- _WHAT IS EXPECTED_: Two lines in the data below mark the range: the one with "wrong with it." and the one with "Decode a big-endian". Return both, along with every line between them, exactly.

*** Block opens ***

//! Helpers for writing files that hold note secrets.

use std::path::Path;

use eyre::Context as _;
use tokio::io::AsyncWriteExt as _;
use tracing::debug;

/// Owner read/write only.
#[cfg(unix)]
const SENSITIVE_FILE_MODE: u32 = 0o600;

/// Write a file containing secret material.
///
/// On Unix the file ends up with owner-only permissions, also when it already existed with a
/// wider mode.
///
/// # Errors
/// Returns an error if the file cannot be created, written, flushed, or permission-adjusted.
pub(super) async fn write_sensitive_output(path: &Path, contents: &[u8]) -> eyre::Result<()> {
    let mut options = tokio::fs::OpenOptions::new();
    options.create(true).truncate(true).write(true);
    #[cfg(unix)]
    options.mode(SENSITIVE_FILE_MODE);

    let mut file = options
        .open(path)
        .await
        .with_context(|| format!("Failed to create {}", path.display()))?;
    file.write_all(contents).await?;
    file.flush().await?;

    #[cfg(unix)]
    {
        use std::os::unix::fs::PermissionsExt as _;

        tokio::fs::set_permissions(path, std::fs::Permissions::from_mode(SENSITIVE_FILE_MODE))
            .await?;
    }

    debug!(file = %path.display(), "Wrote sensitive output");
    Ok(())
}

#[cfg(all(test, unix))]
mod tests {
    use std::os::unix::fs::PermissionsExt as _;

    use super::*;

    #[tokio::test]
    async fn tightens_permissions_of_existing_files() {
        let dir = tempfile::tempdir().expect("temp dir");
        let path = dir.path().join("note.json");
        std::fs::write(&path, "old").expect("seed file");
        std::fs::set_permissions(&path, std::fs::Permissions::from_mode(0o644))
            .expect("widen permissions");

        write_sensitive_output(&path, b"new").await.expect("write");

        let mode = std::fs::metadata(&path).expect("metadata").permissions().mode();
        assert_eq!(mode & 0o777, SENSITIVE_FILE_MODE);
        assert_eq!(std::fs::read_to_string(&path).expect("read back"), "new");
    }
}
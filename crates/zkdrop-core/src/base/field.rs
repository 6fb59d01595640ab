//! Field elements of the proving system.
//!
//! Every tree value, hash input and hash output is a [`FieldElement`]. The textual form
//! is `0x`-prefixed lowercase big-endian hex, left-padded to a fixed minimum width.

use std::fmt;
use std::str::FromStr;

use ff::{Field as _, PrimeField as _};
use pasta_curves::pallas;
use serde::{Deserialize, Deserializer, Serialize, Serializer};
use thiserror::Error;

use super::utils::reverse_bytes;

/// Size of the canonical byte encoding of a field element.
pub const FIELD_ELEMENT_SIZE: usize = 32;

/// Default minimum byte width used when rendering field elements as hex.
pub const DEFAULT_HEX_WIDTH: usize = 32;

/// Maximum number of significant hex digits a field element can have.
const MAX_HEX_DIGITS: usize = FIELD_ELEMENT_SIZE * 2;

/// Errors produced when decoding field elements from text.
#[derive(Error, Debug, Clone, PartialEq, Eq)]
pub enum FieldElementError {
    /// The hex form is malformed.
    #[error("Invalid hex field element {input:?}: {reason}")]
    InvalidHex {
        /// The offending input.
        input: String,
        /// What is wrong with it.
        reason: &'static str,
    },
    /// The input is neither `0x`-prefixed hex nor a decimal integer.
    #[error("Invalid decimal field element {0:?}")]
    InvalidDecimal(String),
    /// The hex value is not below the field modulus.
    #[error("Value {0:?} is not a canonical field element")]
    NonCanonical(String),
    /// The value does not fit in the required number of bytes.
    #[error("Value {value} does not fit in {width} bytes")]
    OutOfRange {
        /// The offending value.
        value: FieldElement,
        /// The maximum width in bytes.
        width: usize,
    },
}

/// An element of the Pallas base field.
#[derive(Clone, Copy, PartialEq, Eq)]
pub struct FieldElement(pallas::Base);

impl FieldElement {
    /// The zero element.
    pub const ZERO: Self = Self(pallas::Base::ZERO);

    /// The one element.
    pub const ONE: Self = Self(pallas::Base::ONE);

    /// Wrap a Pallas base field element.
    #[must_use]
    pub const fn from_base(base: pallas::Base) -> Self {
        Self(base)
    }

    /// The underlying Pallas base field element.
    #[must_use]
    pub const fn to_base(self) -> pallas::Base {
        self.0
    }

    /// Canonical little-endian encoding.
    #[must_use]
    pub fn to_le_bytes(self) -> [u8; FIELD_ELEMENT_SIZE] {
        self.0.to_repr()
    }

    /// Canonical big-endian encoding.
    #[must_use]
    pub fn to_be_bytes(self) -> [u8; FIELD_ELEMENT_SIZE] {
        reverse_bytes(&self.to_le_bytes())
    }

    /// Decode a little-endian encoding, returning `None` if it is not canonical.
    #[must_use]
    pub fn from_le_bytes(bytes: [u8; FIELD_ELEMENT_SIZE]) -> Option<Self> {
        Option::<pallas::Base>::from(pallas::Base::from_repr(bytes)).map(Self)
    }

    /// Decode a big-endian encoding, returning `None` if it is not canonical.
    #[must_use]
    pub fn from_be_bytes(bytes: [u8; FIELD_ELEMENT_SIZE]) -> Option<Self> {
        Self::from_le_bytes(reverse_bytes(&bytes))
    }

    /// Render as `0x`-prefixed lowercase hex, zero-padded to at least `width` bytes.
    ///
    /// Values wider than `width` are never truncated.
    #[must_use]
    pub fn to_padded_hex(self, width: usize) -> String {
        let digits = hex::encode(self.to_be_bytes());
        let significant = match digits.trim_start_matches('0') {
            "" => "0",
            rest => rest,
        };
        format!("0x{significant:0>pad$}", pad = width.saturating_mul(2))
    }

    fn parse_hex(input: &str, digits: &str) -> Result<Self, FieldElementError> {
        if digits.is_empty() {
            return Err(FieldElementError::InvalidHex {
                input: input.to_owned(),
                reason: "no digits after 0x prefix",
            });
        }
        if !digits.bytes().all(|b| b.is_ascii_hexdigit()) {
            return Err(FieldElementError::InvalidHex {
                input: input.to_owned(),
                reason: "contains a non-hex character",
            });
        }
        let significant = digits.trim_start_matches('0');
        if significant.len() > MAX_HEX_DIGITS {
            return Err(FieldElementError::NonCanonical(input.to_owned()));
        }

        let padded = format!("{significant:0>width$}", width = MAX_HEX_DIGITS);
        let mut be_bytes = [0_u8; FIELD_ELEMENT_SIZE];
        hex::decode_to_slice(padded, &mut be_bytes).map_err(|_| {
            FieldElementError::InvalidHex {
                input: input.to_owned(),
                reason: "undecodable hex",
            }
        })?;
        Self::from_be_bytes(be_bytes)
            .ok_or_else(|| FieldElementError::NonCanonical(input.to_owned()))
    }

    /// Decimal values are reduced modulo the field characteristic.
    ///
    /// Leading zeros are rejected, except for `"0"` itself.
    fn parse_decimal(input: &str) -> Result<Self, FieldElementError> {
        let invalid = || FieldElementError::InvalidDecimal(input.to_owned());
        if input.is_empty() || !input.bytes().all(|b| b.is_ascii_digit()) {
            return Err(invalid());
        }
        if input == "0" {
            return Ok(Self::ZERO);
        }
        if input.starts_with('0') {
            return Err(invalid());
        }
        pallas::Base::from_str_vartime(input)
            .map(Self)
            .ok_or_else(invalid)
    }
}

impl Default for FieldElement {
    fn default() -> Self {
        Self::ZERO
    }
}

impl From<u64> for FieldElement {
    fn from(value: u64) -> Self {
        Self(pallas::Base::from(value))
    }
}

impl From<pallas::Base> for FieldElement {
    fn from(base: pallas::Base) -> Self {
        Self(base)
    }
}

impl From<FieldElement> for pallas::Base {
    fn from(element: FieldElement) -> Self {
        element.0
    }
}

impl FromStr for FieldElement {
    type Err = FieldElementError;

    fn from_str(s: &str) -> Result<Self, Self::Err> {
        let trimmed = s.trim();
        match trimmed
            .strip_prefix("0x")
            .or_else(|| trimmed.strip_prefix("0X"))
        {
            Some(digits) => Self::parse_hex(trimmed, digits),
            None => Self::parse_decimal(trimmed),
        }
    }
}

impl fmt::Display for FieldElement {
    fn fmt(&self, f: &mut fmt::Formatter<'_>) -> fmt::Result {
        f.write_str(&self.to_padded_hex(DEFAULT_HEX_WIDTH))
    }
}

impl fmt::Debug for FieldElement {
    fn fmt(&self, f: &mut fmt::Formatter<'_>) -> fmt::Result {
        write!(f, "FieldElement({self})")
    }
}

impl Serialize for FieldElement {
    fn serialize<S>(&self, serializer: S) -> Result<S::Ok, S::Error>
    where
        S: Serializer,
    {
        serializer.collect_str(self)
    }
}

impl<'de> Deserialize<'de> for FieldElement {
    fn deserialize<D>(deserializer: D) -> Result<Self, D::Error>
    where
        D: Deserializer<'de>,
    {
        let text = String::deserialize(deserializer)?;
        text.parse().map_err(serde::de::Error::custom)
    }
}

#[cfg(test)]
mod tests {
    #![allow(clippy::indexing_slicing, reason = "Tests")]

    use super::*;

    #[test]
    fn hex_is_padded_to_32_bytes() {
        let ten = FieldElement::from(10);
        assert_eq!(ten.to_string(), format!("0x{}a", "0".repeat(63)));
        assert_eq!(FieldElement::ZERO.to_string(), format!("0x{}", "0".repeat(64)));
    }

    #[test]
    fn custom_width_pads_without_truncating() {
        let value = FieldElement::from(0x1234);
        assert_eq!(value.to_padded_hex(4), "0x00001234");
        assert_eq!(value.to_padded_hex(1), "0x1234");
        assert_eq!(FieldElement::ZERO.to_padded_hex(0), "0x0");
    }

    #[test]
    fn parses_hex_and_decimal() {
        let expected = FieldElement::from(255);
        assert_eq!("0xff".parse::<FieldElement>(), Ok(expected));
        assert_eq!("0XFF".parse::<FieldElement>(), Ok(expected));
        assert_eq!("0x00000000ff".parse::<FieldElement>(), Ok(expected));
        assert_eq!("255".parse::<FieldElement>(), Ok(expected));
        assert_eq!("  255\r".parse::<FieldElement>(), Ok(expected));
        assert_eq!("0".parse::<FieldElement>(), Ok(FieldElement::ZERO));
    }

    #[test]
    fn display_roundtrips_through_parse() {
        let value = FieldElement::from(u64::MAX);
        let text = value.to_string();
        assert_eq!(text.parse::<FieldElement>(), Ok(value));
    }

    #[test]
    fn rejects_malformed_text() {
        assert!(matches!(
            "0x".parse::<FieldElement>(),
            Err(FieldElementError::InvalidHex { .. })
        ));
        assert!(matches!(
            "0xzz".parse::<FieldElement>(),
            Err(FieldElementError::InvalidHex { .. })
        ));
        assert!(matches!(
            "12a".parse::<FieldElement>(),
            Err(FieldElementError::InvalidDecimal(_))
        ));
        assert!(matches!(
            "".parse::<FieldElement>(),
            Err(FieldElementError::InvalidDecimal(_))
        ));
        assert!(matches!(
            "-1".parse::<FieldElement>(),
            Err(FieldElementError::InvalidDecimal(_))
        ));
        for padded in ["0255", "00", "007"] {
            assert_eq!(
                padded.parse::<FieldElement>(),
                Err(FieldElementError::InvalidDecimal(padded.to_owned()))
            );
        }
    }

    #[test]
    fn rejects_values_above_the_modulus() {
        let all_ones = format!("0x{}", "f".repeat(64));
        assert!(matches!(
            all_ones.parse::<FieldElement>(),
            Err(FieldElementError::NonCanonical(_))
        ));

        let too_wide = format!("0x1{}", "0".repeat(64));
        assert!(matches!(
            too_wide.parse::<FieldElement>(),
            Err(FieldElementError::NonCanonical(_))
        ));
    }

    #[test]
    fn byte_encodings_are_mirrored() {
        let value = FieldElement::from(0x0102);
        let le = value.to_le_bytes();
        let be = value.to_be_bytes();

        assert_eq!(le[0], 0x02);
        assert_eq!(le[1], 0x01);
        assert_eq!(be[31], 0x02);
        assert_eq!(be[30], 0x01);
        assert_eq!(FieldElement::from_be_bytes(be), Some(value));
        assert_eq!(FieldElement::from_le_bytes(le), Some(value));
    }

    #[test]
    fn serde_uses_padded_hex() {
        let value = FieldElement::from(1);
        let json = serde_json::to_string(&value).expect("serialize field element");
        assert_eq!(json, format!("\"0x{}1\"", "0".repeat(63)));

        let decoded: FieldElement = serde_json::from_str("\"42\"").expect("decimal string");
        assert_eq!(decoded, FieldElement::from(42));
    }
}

*** Block closes ***

- _RESULT OF THIS EXERCISE_:
        /// What is wrong with it.
        reason: &'static str,
    },
    /// The input is neither `0x`-prefixed hex nor a decimal integer.
    #[error("Invalid decimal field element {0:?}")]
    InvalidDecimal(String),
    /// The hex value is not below the field modulus.
    #[error("Value {0:?} is not a canonical field element")]
    NonCanonical(String),
    /// The value does not fit in the required number of bytes.
    #[error("Value {value} does not fit in {width} bytes")]
    OutOfRange {
        /// The offending value.
        value: FieldElement,
        /// The maximum width in bytes.
        width: usize,
    },
}

/// An element of the Pallas base field.
#[derive(Clone, Copy, PartialEq, Eq)]
pub struct FieldElement(pallas::Base);

impl FieldElement {
    /// The zero element.
    pub const ZERO: Self = Self(pallas::Base::ZERO);

    /// The one element.
    pub const ONE: Self = Self(pallas::Base::ONE);

    /// Wrap a Pallas base field element.
    #[must_use]
    pub const fn from_base(base: pallas::Base) -> Self {
        Self(base)
    }

    /// The underlying Pallas base field element.
    #[must_use]
    pub const fn to_base(self) -> pallas::Base {
        self.0
    }

    /// Canonical little-endian encoding.
    #[must_use]
    pub fn to_le_bytes(self) -> [u8; FIELD_ELEMENT_SIZE] {
        self.0.to_repr()
    }

    /// Canonical big-endian encoding.
    #[must_use]
    pub fn to_be_bytes(self) -> [u8; FIELD_ELEMENT_SIZE] {
        reverse_bytes(&self.to_le_bytes())
    }

    /// Decode a little-endian encoding, returning `None` if it is not canonical.
    #[must_use]
    pub fn from_le_bytes(bytes: [u8; FIELD_ELEMENT_SIZE]) -> Option<Self> {
        Option::<pallas::Base>::from(pallas::Base::from_repr(bytes)).map(Self)
    }

    /// Decode a big-endian encoding, returning `None` if it is not canonical.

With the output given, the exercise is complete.